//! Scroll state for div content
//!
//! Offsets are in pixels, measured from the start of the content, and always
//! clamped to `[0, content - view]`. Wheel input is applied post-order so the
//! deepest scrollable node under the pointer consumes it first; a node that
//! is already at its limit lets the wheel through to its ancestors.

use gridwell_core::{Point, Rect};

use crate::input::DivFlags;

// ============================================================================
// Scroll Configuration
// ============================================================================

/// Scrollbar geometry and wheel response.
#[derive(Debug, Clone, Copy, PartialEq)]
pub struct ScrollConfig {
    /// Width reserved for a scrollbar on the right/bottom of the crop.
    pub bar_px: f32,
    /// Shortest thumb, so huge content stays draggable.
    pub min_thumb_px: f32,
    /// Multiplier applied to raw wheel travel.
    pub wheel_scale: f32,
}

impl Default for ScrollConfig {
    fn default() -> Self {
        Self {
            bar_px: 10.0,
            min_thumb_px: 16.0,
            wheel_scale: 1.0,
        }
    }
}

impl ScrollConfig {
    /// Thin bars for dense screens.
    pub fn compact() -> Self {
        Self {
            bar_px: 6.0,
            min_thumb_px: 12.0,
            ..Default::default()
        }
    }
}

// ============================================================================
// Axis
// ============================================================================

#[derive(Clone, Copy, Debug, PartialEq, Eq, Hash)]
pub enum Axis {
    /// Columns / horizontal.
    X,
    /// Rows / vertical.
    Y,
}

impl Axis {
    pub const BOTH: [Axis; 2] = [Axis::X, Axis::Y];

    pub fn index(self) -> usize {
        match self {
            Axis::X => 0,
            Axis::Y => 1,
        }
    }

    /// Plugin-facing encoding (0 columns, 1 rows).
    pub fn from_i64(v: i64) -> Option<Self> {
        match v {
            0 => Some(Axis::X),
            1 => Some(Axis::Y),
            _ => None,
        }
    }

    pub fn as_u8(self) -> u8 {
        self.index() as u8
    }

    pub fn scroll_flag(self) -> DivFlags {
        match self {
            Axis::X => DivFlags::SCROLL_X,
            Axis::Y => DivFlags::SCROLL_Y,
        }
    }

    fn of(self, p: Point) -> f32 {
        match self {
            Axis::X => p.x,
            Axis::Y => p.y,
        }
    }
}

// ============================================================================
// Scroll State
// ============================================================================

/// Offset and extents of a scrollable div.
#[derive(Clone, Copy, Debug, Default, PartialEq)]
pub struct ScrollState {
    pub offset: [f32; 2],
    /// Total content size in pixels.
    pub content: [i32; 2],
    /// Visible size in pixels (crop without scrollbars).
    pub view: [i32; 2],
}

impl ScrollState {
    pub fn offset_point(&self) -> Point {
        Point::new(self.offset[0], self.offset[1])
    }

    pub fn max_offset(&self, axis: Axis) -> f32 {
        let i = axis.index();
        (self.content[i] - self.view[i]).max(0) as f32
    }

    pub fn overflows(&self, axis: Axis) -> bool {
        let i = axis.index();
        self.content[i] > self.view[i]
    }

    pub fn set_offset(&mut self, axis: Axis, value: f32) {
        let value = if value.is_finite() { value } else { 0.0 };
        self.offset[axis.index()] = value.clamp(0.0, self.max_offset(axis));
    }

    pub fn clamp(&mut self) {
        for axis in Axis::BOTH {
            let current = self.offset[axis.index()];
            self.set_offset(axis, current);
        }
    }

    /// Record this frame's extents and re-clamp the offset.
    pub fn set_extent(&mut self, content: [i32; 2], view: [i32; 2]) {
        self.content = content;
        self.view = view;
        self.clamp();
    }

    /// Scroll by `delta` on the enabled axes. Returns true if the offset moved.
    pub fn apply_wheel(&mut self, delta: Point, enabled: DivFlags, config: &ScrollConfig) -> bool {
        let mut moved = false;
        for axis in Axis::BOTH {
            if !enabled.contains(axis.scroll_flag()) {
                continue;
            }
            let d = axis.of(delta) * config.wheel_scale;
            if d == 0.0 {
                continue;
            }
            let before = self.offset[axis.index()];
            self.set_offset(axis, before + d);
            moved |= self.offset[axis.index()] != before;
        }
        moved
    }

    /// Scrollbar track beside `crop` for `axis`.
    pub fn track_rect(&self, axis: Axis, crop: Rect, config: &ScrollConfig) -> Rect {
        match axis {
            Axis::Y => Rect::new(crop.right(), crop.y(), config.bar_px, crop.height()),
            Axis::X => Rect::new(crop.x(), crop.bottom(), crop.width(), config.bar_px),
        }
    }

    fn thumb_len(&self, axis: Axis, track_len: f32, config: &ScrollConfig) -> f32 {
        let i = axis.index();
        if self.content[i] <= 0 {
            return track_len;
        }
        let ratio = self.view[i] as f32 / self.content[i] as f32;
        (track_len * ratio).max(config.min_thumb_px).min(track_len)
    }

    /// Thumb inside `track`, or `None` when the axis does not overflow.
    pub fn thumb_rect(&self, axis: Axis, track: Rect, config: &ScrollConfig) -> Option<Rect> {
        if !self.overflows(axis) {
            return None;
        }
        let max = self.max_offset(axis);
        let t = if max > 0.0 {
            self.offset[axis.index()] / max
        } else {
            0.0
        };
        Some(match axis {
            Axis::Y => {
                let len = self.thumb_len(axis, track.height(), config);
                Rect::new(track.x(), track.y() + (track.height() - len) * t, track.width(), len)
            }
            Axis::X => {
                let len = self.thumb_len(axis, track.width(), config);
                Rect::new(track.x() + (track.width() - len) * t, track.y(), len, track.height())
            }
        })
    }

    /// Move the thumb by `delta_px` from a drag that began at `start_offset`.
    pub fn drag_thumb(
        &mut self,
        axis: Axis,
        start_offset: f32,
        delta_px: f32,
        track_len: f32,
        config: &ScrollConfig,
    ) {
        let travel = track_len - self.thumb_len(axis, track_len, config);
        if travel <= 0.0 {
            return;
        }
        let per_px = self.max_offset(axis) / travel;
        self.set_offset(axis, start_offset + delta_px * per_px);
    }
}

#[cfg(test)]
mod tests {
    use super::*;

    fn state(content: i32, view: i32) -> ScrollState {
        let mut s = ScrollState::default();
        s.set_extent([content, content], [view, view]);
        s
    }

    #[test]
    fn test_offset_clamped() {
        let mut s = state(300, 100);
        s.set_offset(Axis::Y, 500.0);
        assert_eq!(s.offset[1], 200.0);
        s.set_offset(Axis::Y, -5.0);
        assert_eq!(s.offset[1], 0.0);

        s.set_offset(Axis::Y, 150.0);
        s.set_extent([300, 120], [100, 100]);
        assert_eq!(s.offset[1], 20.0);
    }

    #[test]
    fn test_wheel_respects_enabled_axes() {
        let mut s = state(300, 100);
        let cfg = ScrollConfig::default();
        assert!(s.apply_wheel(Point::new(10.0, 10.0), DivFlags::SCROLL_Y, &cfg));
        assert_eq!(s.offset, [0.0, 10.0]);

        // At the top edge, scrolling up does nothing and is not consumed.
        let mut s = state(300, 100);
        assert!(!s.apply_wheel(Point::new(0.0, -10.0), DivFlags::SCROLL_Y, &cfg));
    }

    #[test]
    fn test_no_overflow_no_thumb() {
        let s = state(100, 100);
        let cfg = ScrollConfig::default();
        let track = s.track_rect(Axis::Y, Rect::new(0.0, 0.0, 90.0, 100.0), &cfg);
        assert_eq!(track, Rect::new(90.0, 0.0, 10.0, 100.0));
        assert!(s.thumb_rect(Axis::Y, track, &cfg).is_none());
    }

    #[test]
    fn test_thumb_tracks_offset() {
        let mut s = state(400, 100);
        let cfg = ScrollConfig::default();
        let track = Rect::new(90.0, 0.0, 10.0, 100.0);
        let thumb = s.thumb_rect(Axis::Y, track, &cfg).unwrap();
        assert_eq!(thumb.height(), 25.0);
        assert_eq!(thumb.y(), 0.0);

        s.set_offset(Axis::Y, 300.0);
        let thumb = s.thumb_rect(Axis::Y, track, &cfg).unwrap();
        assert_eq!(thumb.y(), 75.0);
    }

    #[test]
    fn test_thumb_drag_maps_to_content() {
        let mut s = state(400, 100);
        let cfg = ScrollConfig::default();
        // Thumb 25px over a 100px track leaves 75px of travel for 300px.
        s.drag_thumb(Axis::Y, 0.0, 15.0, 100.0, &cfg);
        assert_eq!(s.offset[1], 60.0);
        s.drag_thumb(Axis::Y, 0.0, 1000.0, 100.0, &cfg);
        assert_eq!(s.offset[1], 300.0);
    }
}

* _ABOUT THIS EXERCISE_
If a line in the records above contains "bool", copy that line.

* _THE COMPLETED TASK_
    pub fn overflows(&self, axis: Axis) -> bool {
    pub fn apply_wheel(&mut self, delta: Point, enabled: DivFlags, config: &ScrollConfig) -> bool {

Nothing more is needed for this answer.